You are, I think, wrong to despise these men of the field. Are you sure you can find replacements for them to break the ice around the wild ducks in the winter and to put out feed for animals in the snow in the high mountains?

One should also remember that hunters play an important role in maintaining the hedgerows and protecting the groves which, without their involvement, would perhaps have completely disappeared forty years ago.

Are you familiar with the Agri-fauna program to preserve partridge and lark nests, or young hare nests from damage by farm machinery and certain pesticide agents?

These struggles began in the 1980s at a time when hunters were the only ones who cared about wildlife populations and it would be great if nature lovers actually joined them rather than destroying the results of forty years of work.

Our organisation, the International Council for Game and Wildlife Conservation (CIC) could, more broadly speaking, help you with its practical experience and expertise from the field which would allow the infamous “field staff” to share their knowledge in protecting the natural world, the disappearance of which represents a much graver threat than the minimal harvest levels from these infamous traditional hunting methods.

For 90 years, the CIC has been fighting to change hunting practices towards sustainable hunting and to put an end to any unsustainable harvesting. To my knowledge, we have not observed any excessive or unacceptable off-take in the framework of these traditional hunts that should be cause for concern. You are shocked by the digging up of badgers, but how do you seriously plan to manage their excess numbers, which cause major damage to the crops in my region, Picardy.

But perhaps farmers and foresters are also representatives of this ancient world that you would like to see disappear?

Could we not, instead, reflect together on the management of species and their environment?
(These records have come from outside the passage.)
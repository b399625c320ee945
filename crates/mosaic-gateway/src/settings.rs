//! Host settings the gateway stamps on every call.

use mosaic_config::Config;

/// Settings derived from host configuration.
#[derive(Debug, Clone, PartialEq, Eq)]
pub struct GatewaySettings {
    /// Default API root.
    pub api_root: String,
    /// UI version stamped in call metadata.
    pub version: String,
    /// UI name stamped in call metadata.
    pub ui_name: String,
    /// Cluster id sent as a header, if configured.
    pub cluster_id: Option<String>,
    /// Name of the cluster id header.
    pub cluster_header: String,
    /// Accept charges without prompting.
    pub accept_charges: bool,
    /// Veto billing calls.
    pub disable_billing: bool,
    /// Host domain matched against whitelabel documents.
    pub domain: Option<String>,
}

impl GatewaySettings {
    /// Derive settings from a loaded configuration.
    #[must_use]
    pub fn from_config(config: &Config) -> Self {
        Self {
            api_root: config.api.default_url.clone(),
            version: config.host.version.clone(),
            ui_name: config.host.ui_name.clone(),
            cluster_id: config.api.cluster_id.clone(),
            cluster_header: config.api.cluster_header.clone(),
            accept_charges: config.whitelabel.auto_accept_charges,
            disable_billing: config.features.disable_billing,
            domain: config.host.domain.clone(),
        }
    }

    /// Set the default API root.
    #[must_use]
    pub fn with_api_root(mut self, api_root: impl Into<String>) -> Self {
        self.api_root = api_root.into();
        self
    }

    /// Set the cluster id.
    #[must_use]
    pub fn with_cluster_id(mut self, cluster_id: impl Into<String>) -> Self {
        self.cluster_id = Some(cluster_id.into());
        self
    }

    /// Enable or disable the billing veto.
    #[must_use]
    pub fn with_billing_disabled(mut self, disabled: bool) -> Self {
        self.disable_billing = disabled;
        self
    }

    /// Set the host domain.
    #[must_use]
    pub fn with_domain(mut self, domain: impl Into<String>) -> Self {
        self.domain = Some(domain.into());
        self
    }
}

impl Default for GatewaySettings {
    fn default() -> Self {
        Self::from_config(&Config::default())
    }
}

#[cfg(test)]
mod tests {
    use super::*;

    #[test]
    fn test_from_config() {
        let mut config = Config::default();
        config.api.cluster_id = Some("cluster-7".into());
        config.features.disable_billing = true;
        config.whitelabel.auto_accept_charges = true;

        let settings = GatewaySettings::from_config(&config);

        assert_eq!(settings.api_root, config.api.default_url);
        assert_eq!(settings.cluster_id.as_deref(), Some("cluster-7"));
        assert_eq!(settings.cluster_header, "X-Kazoo-Cluster-ID");
        assert!(settings.disable_billing);
        assert!(settings.accept_charges);
    }
}
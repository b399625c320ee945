//! Post-merge configuration validation.

use crate::error::{ConfigError, ConfigResult};
use crate::types::Config;

/// Validate a fully-merged and deserialized configuration.
///
/// # Errors
///
/// Returns the first validation error found.
pub fn validate(config: &Config) -> ConfigResult<()> {
    validate_host(config)?;
    validate_api(config)?;
    validate_logging(config)?;
    validate_gateway(config)?;
    Ok(())
}

fn invalid(field: &str, message: impl Into<String>) -> ConfigError {
    ConfigError::ValidationError {
        field: field.to_owned(),
        message: message.into(),
    }
}

fn validate_host(config: &Config) -> ConfigResult<()> {
    let h = &config.host;

    if h.default_language.trim().is_empty() {
        return Err(invalid("host.default_language", "must not be empty"));
    }

    if h.language.as_deref().is_some_and(|l| l.trim().is_empty()) {
        return Err(invalid("host.language", "must not be empty when set"));
    }

    if h.core_app.trim().is_empty() {
        return Err(invalid("host.core_app", "must not be empty"));
    }

    Ok(())
}

fn validate_api(config: &Config) -> ConfigResult<()> {
    let a = &config.api;

    if !(a.default_url.starts_with("http://") || a.default_url.starts_with("https://")) {
        return Err(invalid(
            "api.default_url",
            format!("'{}' must be an http(s) URL", a.default_url),
        ));
    }

    if a.cluster_header.trim().is_empty() {
        return Err(invalid("api.cluster_header", "must not be empty"));
    }

    Ok(())
}

fn validate_logging(config: &Config) -> ConfigResult<()> {
    let valid_levels = ["trace", "debug", "info", "warn", "error"];
    if !valid_levels.contains(&config.logging.level.as_str()) {
        return Err(invalid(
            "logging.level",
            format!(
                "unsupported log level '{}'; expected one of: {}",
                config.logging.level,
                valid_levels.join(", ")
            ),
        ));
    }

    let valid_formats = ["pretty", "compact", "json", "full"];
    if !valid_formats.contains(&config.logging.format.as_str()) {
        return Err(invalid(
            "logging.format",
            format!(
                "unsupported log format '{}'; expected one of: {}",
                config.logging.format,
                valid_formats.join(", ")
            ),
        ));
    }

    Ok(())
}

/// Hook keys must look like `<module>.<method>`. Hook names are checked by
/// the gateway, which owns the hook catalog.
fn validate_gateway(config: &Config) -> ConfigResult<()> {
    for (resource, hook) in &config.gateway.hooks {
        let well_formed = resource
            .split_once('.')
            .is_some_and(|(m, f)| !m.is_empty() && !f.is_empty() && !f.contains('.'));
        if !well_formed {
            return Err(invalid(
                "gateway.hooks",
                format!("'{resource}' is not a <module>.<method> resource id"),
            ));
        }
        if hook.trim().is_empty() {
            return Err(invalid(
                "gateway.hooks",
                format!("hook for '{resource}' must not be empty"),
            ));
        }
    }
    Ok(())
}

#[cfg(test)]
mod tests {
    use super::*;

    #[test]
    fn test_default_config_is_valid() {
        assert!(validate(&Config::default()).is_ok());
    }

    #[test]
    fn test_rejects_non_http_api_url() {
        let mut config = Config::default();
        config.api.default_url = "ftp://example".to_owned();
        let err = validate(&config).unwrap_err();
        assert!(
            matches!(err, ConfigError::ValidationError { ref field, .. } if field == "api.default_url")
        );
    }

    #[test]
    fn test_rejects_unknown_log_level() {
        let mut config = Config::default();
        config.logging.level = "verbose".to_owned();
        assert!(validate(&config).is_err());
    }

    #[test]
    fn test_rejects_malformed_hook_key() {
        let mut config = Config::default();
        config
            .gateway
            .hooks
            .insert("billing".to_owned(), "billing_guard".to_owned());
        assert!(validate(&config).is_err());

        config.gateway.hooks.clear();
        config
            .gateway
            .hooks
            .insert("billing.get".to_owned(), "passthrough".to_owned());
        assert!(validate(&config).is_ok());
    }

    #[test]
    fn test_rejects_empty_language() {
        let mut config = Config::default();
        config.host.language = Some("  ".to_owned());
        assert!(validate(&config).is_err());
    }
}
//! Billing guard.

use mosaic_core::ResourceId;
use tracing::info;

use crate::error::{GatewayError, GatewayResult};

/// Veto the call when billing is disabled.
pub(crate) fn guard(resource: &ResourceId, disable_billing: bool) -> GatewayResult<()> {
    if disable_billing {
        info!(resource = %resource, "Billing disabled, call vetoed");
        return Err(GatewayError::Vetoed {
            resource: resource.to_string(),
            reason: "billing is disabled".to_string(),
        });
    }
    Ok(())
}
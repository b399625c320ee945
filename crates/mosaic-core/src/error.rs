//! Error types for core Mosaic operations.

use thiserror::Error;

/// Errors raised while parsing or validating core types.
#[derive(Debug, Clone, PartialEq, Eq, Error)]
pub enum CoreError {
    /// A resource identifier was not of the form `<module>.<method>`.
    #[error("invalid resource id '{0}': expected '<module>.<method>'")]
    InvalidResourceId(String),

    /// The application catalog could not be parsed.
    #[error("invalid application catalog: {0}")]
    InvalidCatalog(String),
}

/// Result type for core operations.
pub type CoreResult<T> = Result<T, CoreError>;
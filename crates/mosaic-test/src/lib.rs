//! Mosaic Test - Shared test utilities for the Mosaic application host.
//!
//! This crate provides mock collaborators and a [`TestHost`] harness that
//! wires them into a ready [`mosaic_apps::AppLoader`].
//!
//! # Usage
//!
//! Add to your crate's `Cargo.toml`:
//!
//! ```toml
//! [dev-dependencies]
//! mosaic-test.workspace = true
//! ```
//!
//! Then use in your tests:
//!
//! ```rust,ignore
//! use mosaic_test::{TestHost, test_module};
//!
//! #[tokio::test]
//! async fn test_load() {
//!     let host = TestHost::builder()
//!         .with_module("apps/voip/app", test_module())
//!         .build();
//!
//!     let app = host.loader.load("voip").await.unwrap();
//!     assert_eq!(app.name(), "voip");
//! }
//! ```

#![deny(unsafe_code)]
#![warn(missing_docs)]
#![deny(clippy::all)]
#![warn(unreachable_pub)]

pub mod prelude;

pub mod fixtures;
pub mod harness;
pub mod mocks;
pub mod recorder;

pub use fixtures::*;
pub use harness::*;
pub use mocks::*;
pub use recorder::*;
The world of tomorrow is clearly a world with more people and less room for animals. All the more reason to think together beforehand about possible developments rather than throwing insults that needlessly hurt those men you will need if you really want a harmonious management of natural habitats.

Congressman, I hope that you will forgive my strong reaction and that this will be an opportunity to have a really fruitful debate for nature and its wild animals which, like you, we love.